For a little zing, the umami shrub made from sake lees (leftover yeast post-fermentation), yuzu and ginger calls for vodka, tequila or gin in both the soda version and the lemon tea-tinged mixer. Gin is a no-brainer here: go piney with a London Dry or adventurous with the dry Spanish Mahon. Extra herbed or flowered gins - think Hendricks - won’t offer the same one-two punch of the classic dry style in this application.
Though the result will be sweeter and earthier, Tequila is a solid bet in both the umami soda and its cocktail counterpart, A Particular Sort of Heaven. For those who have wisely muddled a jalapeño slice in their Margarita, consider a hot pepper vodka, store-bought or infused at home, to bring heat up front and zesty ginger on the back end.
Intrigued by Black Dahlia’s suggested Grappa pairing, I went grape-wild with a sensible pear brandy - fresh and floral. The result was admittedly a fruit-ified perfume bomb, so if I had this one with a brandy again, I would stick with a straightforward grape-based spirit like Pisco. As a total alternative to these now-boozy drinks, in the Black Dahlia, sweet vermouth yields a delightful aperitif cocktail with blood orange and Coza Nostra, “an Italian thing,” as Zumpano puts it. Final assessment: sweet vermouth = 8, pear brandy = 4, vodka = don’t be boring.

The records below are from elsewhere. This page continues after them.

#[cfg(test)]
mod tests {
  use super::*;
  use crate::wp::api_types::{ApiMenu, ApiMenuItem, ApiProduct};
  use async_trait::async_trait;
  use std::sync::atomic::{AtomicUsize, Ordering};
  use std::sync::Mutex as StdMutex;

  use crate::wp::api_types::{ApiCategory, ApiPage, ApiPost, ApiSiteInfo};

  /// Origin double: each kind either yields scripted data or fails.
  #[derive(Default)]
  struct ScriptedOrigin {
    products: StdMutex<Option<Vec<ApiProduct>>>,
    fetch_count: AtomicUsize,
  }

  impl ScriptedOrigin {
    fn with_products(products: Vec<ApiProduct>) -> Self {
      Self {
        products: StdMutex::new(Some(products)),
        fetch_count: AtomicUsize::new(0),
      }
    }

    fn failing() -> Self {
      Self::default()
    }
  }

  #[async_trait]
  impl OriginApi for ScriptedOrigin {
    async fn fetch_site_info(&self) -> Result<ApiSiteInfo, OriginError> {
      Err(OriginError::NotConnected("scripted".into()))
    }

    async fn fetch_menus(&self) -> Result<Vec<ApiMenu>, OriginError> {
      Err(OriginError::NotConnected("scripted".into()))
    }

    async fn fetch_products(&self) -> Result<Vec<ApiProduct>, OriginError> {
      self.fetch_count.fetch_add(1, Ordering::SeqCst);
      match self.products.lock().unwrap().clone() {
        Some(products) => Ok(products),
        None => Err(OriginError::NotConnected("scripted".into())),
      }
    }

    async fn fetch_categories(&self) -> Result<Vec<ApiCategory>, OriginError> {
      Ok(Vec::new())
    }

    async fn fetch_pages(&self) -> Result<Vec<ApiPage>, OriginError> {
      Ok(Vec::new())
    }

    async fn fetch_posts(&self) -> Result<Vec<ApiPost>, OriginError> {
      Ok(Vec::new())
    }
  }

  fn api_product(id: u64, name: &str) -> ApiProduct {
    ApiProduct {
      id,
      name: name.to_string(),
      slug: name.to_lowercase().replace(' ', "-"),
      ..Default::default()
    }
  }

  fn service(origin: ScriptedOrigin, enabled: bool) -> (tempfile::TempDir, CacheService) {
    let dir = tempfile::tempdir().unwrap();
    let store = Arc::new(DiskCacheStore::open(dir.path().to_path_buf()).unwrap());
    let service = CacheService::new(
      store,
      Arc::new(origin),
      None,
      CacheServiceConfig {
        enabled,
        origin_url: "https://shop.example.com".to_string(),
        expiry_minutes: 60,
      },
    );
    (dir, service)
  }

  #[tokio::test]
  async fn test_cache_products_persists_and_reads_back() {
    let origin = ScriptedOrigin::with_products(vec![api_product(1, "Mug"), api_product(2, "Cap")]);
    let (_dir, service) = service(origin, true);

    let cached = service.cache_products().await;
    assert_eq!(cached.len(), 2);

    let read = service.get_products();
    assert_eq!(read.len(), 2);
    assert_eq!(read[0].name, "Mug");
  }

  #[tokio::test]
  async fn test_origin_failure_preserves_existing_cache() {
    let origin = ScriptedOrigin::with_products(vec![api_product(1, "Mug")]);
    let (_dir, service) = service(origin, true);
    service.cache_products().await;

    // Origin goes down; the existing cache must survive untouched.
    let failing_service = CacheService::new(
      Arc::clone(&service.store),
      Arc::new(ScriptedOrigin::failing()),
      None,
      CacheServiceConfig {
        enabled: true,
        origin_url: "https://shop.example.com".to_string(),
        expiry_minutes: 60,
      },
    );

    let result = failing_service.cache_products().await;
    assert_eq!(result.len(), 1);
    assert_eq!(failing_service.get_products().len(), 1);
  }

  #[tokio::test]
  async fn test_origin_failure_with_no_prior_cache_writes_empty() {
    let (_dir, service) = service(ScriptedOrigin::failing(), true);

    let result = service.cache_products().await;
    assert!(result.is_empty());

    let written: Option<Vec<CachedProduct>> = service.store.peek(PRODUCTS_KEY);
    assert!(written.is_some_and(|v| v.is_empty()));
  }

  #[tokio::test]
  async fn test_webhook_upsert_replaces_in_place_preserving_order() {
    // Caching globally disabled: the webhook path must persist anyway.
    let (_dir, service) = service(ScriptedOrigin::failing(), false);

    let seed: Vec<CachedProduct> = vec![
      api_product(10, "First").into_cached(),
      api_product(42, "Target").into_cached(),
      api_product(99, "Last").into_cached(),
    ];
    service.store.set(PRODUCTS_KEY, &seed, Some(60)).unwrap();

    let raw = serde_json::json!({"id": 42, "name": "Target Renamed", "slug": "target"});
    service.upsert_product_from_webhook(raw).await.unwrap();

    let products: Vec<CachedProduct> = service.store.peek(PRODUCTS_KEY).unwrap();
    assert_eq!(products.len(), 3);
    assert_eq!(
      products.iter().map(|p| p.id).collect::<Vec<_>>(),
      vec![10, 42, 99]
    );
    assert_eq!(products[1].name, "Target Renamed");
    assert_eq!(products[0].name, "First");
    assert_eq!(products[2].name, "Last");
  }

  #[tokio::test]
  async fn test_webhook_upsert_appends_unknown_id() {
    let (_dir, service) = service(ScriptedOrigin::failing(), false);

    let raw = serde_json::json!({"id": 7, "name": "Brand New"});
    service.upsert_product_from_webhook(raw).await.unwrap();

    let products: Vec<CachedProduct> = service.store.peek(PRODUCTS_KEY).unwrap();
    assert_eq!(products.len(), 1);
    assert_eq!(products[0].id, 7);
  }

  #[tokio::test]
  async fn test_webhook_remove_only_touches_matching_id() {
    let (_dir, service) = service(ScriptedOrigin::failing(), false);
    let seed: Vec<CachedProduct> = vec![
      api_product(1, "Keep").into_cached(),
      api_product(2, "Drop").into_cached(),
    ];
    service.store.set(PRODUCTS_KEY, &seed, Some(60)).unwrap();

    assert!(service.remove_product_from_cache(2).await);
    assert!(!service.remove_product_from_cache(2).await);

    let products: Vec<CachedProduct> = service.store.peek(PRODUCTS_KEY).unwrap();
    assert_eq!(products.len(), 1);
    assert_eq!(products[0].id, 1);
  }

  #[tokio::test]
  async fn test_refresh_all_records_metadata() {
    let origin = ScriptedOrigin::with_products(vec![api_product(1, "Mug")]);
    let (_dir, service) = service(origin, true);

    service.refresh_all().await;

    let metadata = service.metadata();
    assert!(metadata.last_full_refresh.is_some());
    assert!(!metadata.checksum.is_empty());
  }

  #[tokio::test]
  async fn test_refresh_partial_records_kind() {
    let origin = ScriptedOrigin::with_products(vec![api_product(1, "Mug")]);
    let (_dir, service) = service(origin, true);

    service.refresh_partial(ResourceKind::Products).await;

    let metadata = service.metadata();
    let partial = metadata.last_partial_refresh.unwrap();
    assert_eq!(partial.kind, "products");
    assert!(metadata.last_full_refresh.is_none());
  }

  // ==========================================================================
  // Menu normalization
  // ==========================================================================

  fn api_menu(id: u64, name: &str, slug: &str, location: Option<&str>) -> ApiMenu {
    ApiMenu {
      id,
      name: name.to_string(),
      slug: slug.to_string(),
      location: location.map(String::from),
      items: Vec::new(),
    }
  }

  #[test]
  fn test_menu_location_inference_priority() {
    let menus = vec![
      api_menu(1, "Site Header", "site-header", None),
      api_menu(2, "Footer Links", "footer-links", None),
      api_menu(3, "Sidebar", "sidebar", None),
    ];

    let normalized = normalize_menus(menus, "https://shop.example.com");
    assert_eq!(normalized[0].location, "primary");
    assert_eq!(normalized[1].location, "footer");
    assert_eq!(normalized[2].location, "sidebar");
  }

  #[test]
  fn test_first_unlabeled_menu_defaults_to_primary() {
    let menus = vec![
      api_menu(1, "Stuff", "stuff", None),
      api_menu(2, "Things", "things", None),
    ];

    let normalized = normalize_menus(menus, "https://shop.example.com");
    assert_eq!(normalized[0].location, "primary");
    assert_eq!(normalized[1].location, "things");
  }

  #[test]
  fn test_single_menu_is_always_primary() {
    let menus = vec![api_menu(1, "Weird Name", "weird", Some("sidebar"))];
    let normalized = normalize_menus(menus, "https://shop.example.com");
    assert_eq!(normalized[0].location, "primary");
  }

  #[test]
  fn test_explicit_location_wins_over_hints() {
    let menus = vec![
      api_menu(1, "Main Menu", "main", Some("mobile")),
      api_menu(2, "Other", "other", None),
    ];
    let normalized = normalize_menus(menus, "https://shop.example.com");
    assert_eq!(normalized[0].location, "mobile");
  }

  #[test]
  fn test_menu_urls_rewritten_to_root_relative() {
    let mut menu = api_menu(1, "Main", "main", Some("primary"));
    menu.items = vec![
      ApiMenuItem {
        id: 1,
        title: "Shop".to_string(),
        url: "https://shop.example.com/shop?orderby=price".to_string(),
        target: String::new(),
        child_items: Some(vec![ApiMenuItem {
          id: 2,
          title: "Sale".to_string(),
          url: "https://shop.example.com/shop/sale".to_string(),
          target: String::new(),
          child_items: None,
        }]),
      },
      ApiMenuItem {
        id: 3,
        title: "Brochure".to_string(),
        url: "https://shop.example.com/wp-content/uploads/brochure.pdf".to_string(),
        target: String::new(),
        child_items: None,
      },
      ApiMenuItem {
        id: 4,
        title: "External".to_string(),
        url: "https://partner.example.net/deals".to_string(),
        target: String::new(),
        child_items: None,
      },
    ];

    let normalized = normalize_menus(vec![menu], "https://shop.example.com");
    let items = &normalized[0].items;
    assert_eq!(items[0].url, "/shop?orderby=price");
    assert_eq!(items[0].children[0].url, "/shop/sale");
    // Upload assets stay absolute; foreign hosts stay untouched.
    assert_eq!(items[1].url, "https://shop.example.com/wp-content/uploads/brochure.pdf");
    assert_eq!(items[2].url, "https://partner.example.net/deals");
  }
}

One of the less-frequently ordered but not to be missed options is Seger’s magnolia concoction, which reminds Chaney viscerally of Stretch Island Fruit Leather, a fancy organic fruit roll-up. It calls for rum, rum or rum. Very helpful. Instead of the typical Sailor Jerry or Captain Morgan (please, just don’t), spread your cane sugar wings. Ask your favorite bartender which white rum he or she would prefer in a Daiquiri, and you have your answer for choice A. Choice B, however, is older, wiser and more productive—aged, oaked, tobacco-ed, spiced, and everything nice: it's El Dorado 5 year, a Guyanan Demerara rum, a favorite among bartenders, though an affordable 12-year will change the drink from light fruit to dark cherry, chocolate and nut. To really bring the funk, go rogue with an agricole rhum, made from pressed cane sugar rather than by-product molasses. The resulting cocktail is brighter, more savory, and more food-friendly. These options will fly in both the Magnolia soda and the Cerbella mixer.
Seger was limited to the number of paintings on the wall and couldn’t take any liberty with the names of the cocktails (each drink is named after its artwork counterpart), but his menu offers a huge range of flavor profiles and, of course, plenty of liquor options.
"There was a lot of thought that went into this," stresses Zumpano, but what he means to say is: you also have a say in the experience.
The food and corresponding drink menu at The Cotton Duck will rotate with the artwork and the seasons. The current iteration is available through early December.